Time zone consistency: All three services (MySQL, Elasticsearch, DataWorks) should ideally be in the same time zone to prevent time-related data discrepancies during synchronization.

Billing

Elasticsearch cluster fees: See Billing rules.
Data Integration resource group fees: See Resource group fees.

Procedure

Step 1: Prepare source data in MySQL

Create your database and table in your ApsaraDB RDS for MySQL instance.

Create a database. See General workflow to use ApsaraDB RDS for MySQL.

Create a table and insert data:

-- Create table
CREATE TABLE `es_test` (
    `id` bigint(32) NOT NULL,
    `name` varchar(32) NULL,
    `age` bigint(32) NULL,
    `hobby` varchar(32) NULL,
    PRIMARY KEY (`id`)
) ENGINE=InnoDB
DEFAULT CHARACTER SET=utf8;

-- Insert data
INSERT INTO `es_test` (`id`,`name`,`age`,`hobby`) VALUES (1,'user1',22,'music');
INSERT INTO `es_test` (`id`,`name`,`age`,`hobby`) VALUES (2,'user2',23,'sport');
INSERT INTO `es_test` (`id`,`name`,`age`,`hobby`) VALUES (3,'user3',43,'game');
INSERT INTO `es_test` (`id`,`name`,`age`,`hobby`) VALUES (4,'user4',24,'run');
INSERT INTO `es_test` (`id`,`name`,`age`,`hobby`) VALUES (5,'user5',42,'basketball');

Step 2: Purchase and configure a Data Integration resource group

Data synchronization tasks run within a Data Integration resource group. You must purchase one and attach the necessary network and workspace.

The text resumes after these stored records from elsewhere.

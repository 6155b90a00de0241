//! Dashboard page: navigation bar above the active chart.

use iced::widget::{Row, button, column, container, row, rule, scrollable, text};
use iced::{Alignment, Element, Length, Theme};

use finchart_common::Record;

use crate::app::Page;
use crate::message::Message;
use crate::view::chart::{ChartView, chart_view};

/// Render the dashboard for `page`.
pub fn dashboard_view<'a, R: Record + 'a>(
    page: Page,
    pages: &'a [Page],
    chart: &'a ChartView<R>,
) -> Element<'a, Message> {
    let nav = pages.iter().fold(
        Row::new().spacing(8).align_y(Alignment::Center),
        |row, p| row.push(page_button(*p, *p == page)),
    );

    let header = row![text("FinChart").size(24), nav]
        .spacing(24)
        .align_y(Alignment::Center);

    let content = column![header, rule::horizontal(1), chart_view(chart)]
        .spacing(16)
        .padding(32);

    container(scrollable(content))
        .width(Length::Fill)
        .height(Length::Fill)
        .into()
}

fn page_button(page: Page, active: bool) -> Element<'static, Message> {
    let style: fn(&Theme, button::Status) -> button::Style = if active {
        button::primary
    } else {
        button::secondary
    };

    button(text(page.label()).size(14))
        .on_press(Message::SelectPage(page))
        .style(style)
        .into()
}
//! FinChart Common Library
//!
//! GUI-free logic behind FinChart's dual-axis time-series charts:
//!
//! - [`datum`] - Records, time values and date parsing
//! - [`normalize`] - Mapping time values to numeric axis keys
//! - [`series`] - Series specs, default colors and axes
//! - [`visibility`] - Per-series visibility flags
//! - [`format`] - Value and time formatters
//! - [`brush`] - Index window used for scrubbing
//! - [`model`] - The chart model tying it all together
//! - [`config`] - Configuration loading (JSON5 format)
//! - [`error`] - Error types

pub mod brush;
pub mod config;
pub mod datum;
pub mod error;
pub mod format;
pub mod model;
pub mod normalize;
pub mod series;
pub mod visibility;

// Re-export commonly used types at the crate root
pub use brush::{BrushHandle, BrushRange};
pub use config::{
    AppConfig, ChartConfig, CustomChartConfig, LogFormat, LoggingConfig, ThemeMode, load_config,
    parse_config,
};
pub use datum::{DEFAULT_TIME_KEY, Datum, FieldValue, Record, TimeValue, load_records, parse_date};
pub use error::{Error, Result};
pub use format::{
    DateTimeFormat, FormatTime, FormatValue, NumberFormat, PLACEHOLDER, TimeLabeler, TimeZoneMode,
};
pub use model::{ChartModel, DEFAULT_HEIGHT, Tick, Tooltip, TooltipEntry};
pub use normalize::{AxisIndex, Normalized, NormalizedDatum, normalize};
pub use series::{
    AxisLayout, AxisSide, AxisState, MAX_SERIES, ResolvedSeries, SeriesColor, SeriesSpec,
    resolve_series,
};
pub use visibility::VisibilityState;

/// Initialize tracing with the given configuration.
///
/// Supports two output formats:
/// - `LogFormat::Text` (default): Human-readable text format
/// - `LogFormat::Json`: Structured JSON format for log aggregation systems
///
/// `RUST_LOG` takes precedence over the configured level.
///
/// # Example
///
/// ```ignore
/// use finchart_common::{LoggingConfig, LogFormat, init_tracing};
///
/// let config = LoggingConfig {
///     level: "info".to_string(),
///     format: LogFormat::Json,
/// };
/// init_tracing(&config)?;
/// ```
pub fn init_tracing(config: &LoggingConfig) -> Result<()> {
    use tracing_subscriber::{EnvFilter, fmt, prelude::*};

    let filter =
        EnvFilter::try_from_default_env().unwrap_or_else(|_| EnvFilter::new(&config.level));

    match config.format {
        LogFormat::Text => {
            tracing_subscriber::registry()
                .with(fmt::layer())
                .with(filter)
                .try_init()
                .map_err(|e| Error::Config(format!("Failed to initialize tracing: {}", e)))?;
        }
        LogFormat::Json => {
            tracing_subscriber::registry()
                .with(fmt::layer().json())
                .with(filter)
                .try_init()
                .map_err(|e| Error::Config(format!("Failed to initialize tracing: {}", e)))?;
        }
    }

    Ok(())
}
/// Cubic segments of a monotone curve through `points`, as
/// `[control_a, control_b, to]` starting from the first point.
///
/// Tangents follow Fritsch-Carlson, so the curve never overshoots a local
/// extreme and flat runs stay flat. `points` must be sorted by x.
fn monotone_segments(points: &[Point]) -> Vec<[Point; 3]> {
    if points.len() < 2 {
        return Vec::new();
    }

    let secant = |a: Point, b: Point| {
        let dx = b.x - a.x;
        if dx == 0.0 { 0.0 } else { (b.y - a.y) / dx }
    };

    let last = points.len() - 1;
    let mut tangents = vec![0.0f32; points.len()];
    for i in 1..last {
        let (prev, point, next) = (points[i - 1], points[i], points[i + 1]);
        let (h0, h1) = (point.x - prev.x, next.x - point.x);
        let (s0, s1) = (secant(prev, point), secant(point, next));
        let p = if h0 + h1 == 0.0 {
            0.0
        } else {
            (s0 * h1 + s1 * h0) / (h0 + h1)
        };
        tangents[i] = (s0.signum() + s1.signum()) * s0.abs().min(s1.abs()).min(0.5 * p.abs());
    }

    if last == 1 {
        let slope = secant(points[0], points[1]);
        tangents = vec![slope, slope];
    } else {
        tangents[0] = (3.0 * secant(points[0], points[1]) - tangents[1]) / 2.0;
        tangents[last] = (3.0 * secant(points[last - 1], points[last]) - tangents[last - 1]) / 2.0;
    }

    points
        .windows(2)
        .zip(tangents.windows(2))
        .map(|(pair, slopes)| {
            let (from, to) = (pair[0], pair[1]);
            let dx = (to.x - from.x) / 3.0;
            [
                Point::new(from.x + dx, from.y + dx * slopes[0]),
                Point::new(to.x - dx, to.y - dx * slopes[1]),
                to,
            ]
        })
        .collect()
}

/// How many X labels fit in the plot width.
fn tick_budget(width: f32) -> usize {
    ((width / 110.0).floor() as usize).clamp(2, 12)
}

Log on to the DataWorks console.
In the top menu bar, select your region. In the left navigation pane, click Resource Groups.
Click Create Resource Group, configure the required parameters, and click Buy Now.
Attach VPC for network connectivity:
1. In the Actions column of the resource group you just created, click Network Settings.
2. In the Data Scheduling & Data Integration section, click Add VPC Association and attach the VPC to which your RDS instance and Elasticsearch cluster belong. This ensures Data Integration can connect to both.
Important
After you attach a VPC, you must add the vSwitch CIDR block of the VPC to the internal-facing whitelists of the ApsaraDB RDS for MySQL and Elasticsearch clusters. For more information, see Configure IP address whitelist in ApsaraDB RDS for MySQL documentation and Manage IP address whitelists in Alibaba Cloud Elasticsearch documentation.
Attach DataWorks workspace:
1. Return to the Resource Groups page.
2. In the Actions column of the resource group, click Attach Workspace and select your target DataWorks workspace.

Step 3: Add data sources in DataWorks

Add the ApsaraDB RDS for MySQL and ElasticSearch data sources to the Data Integration service within DataWorks.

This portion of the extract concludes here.